> [WHAT TO DO]
Check every line of the data and copy the ones where "String" appears.

[THE DATA Boundary: Start]

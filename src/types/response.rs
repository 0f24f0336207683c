use serde::{Deserialize, Serialize};

// ===== Recruitment API envelopes =====

/// Every recruitment API response wraps its payload as `{ "data": ... }`.
#[derive(Debug, Deserialize)]
pub struct Envelope<T> {
    pub data: T,
}

/// Listing pages use a missing or null `data` to signal the end.
#[derive(Debug, Deserialize)]
pub struct PageEnvelope<T> {
    pub data: Option<Vec<T>>,
}

// ===== Chat completion (LLM) types =====

#[derive(Debug, Clone, Serialize, Deserialize)]
pub struct ChatMessage {
    pub role: String,
    pub content: String,
}

#[derive(Debug, Serialize)]
pub struct ChatCompletionRequest {
    pub model: String,
    pub messages: Vec<ChatMessage>,
    pub temperature: f32,
    pub max_tokens: u32,
}

#[derive(Debug, Deserialize)]
pub struct ChatCompletionResponse {
    #[serde(default)]
    pub choices: Vec<ChatChoice>,
}

#[derive(Debug, Deserialize)]
pub struct ChatChoice {
    pub message: ChatMessage,
}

[THE DATA Boundary: End]

> [EXERCISE SOLUTION]
    pub role: String,
    pub content: String,
    pub model: String,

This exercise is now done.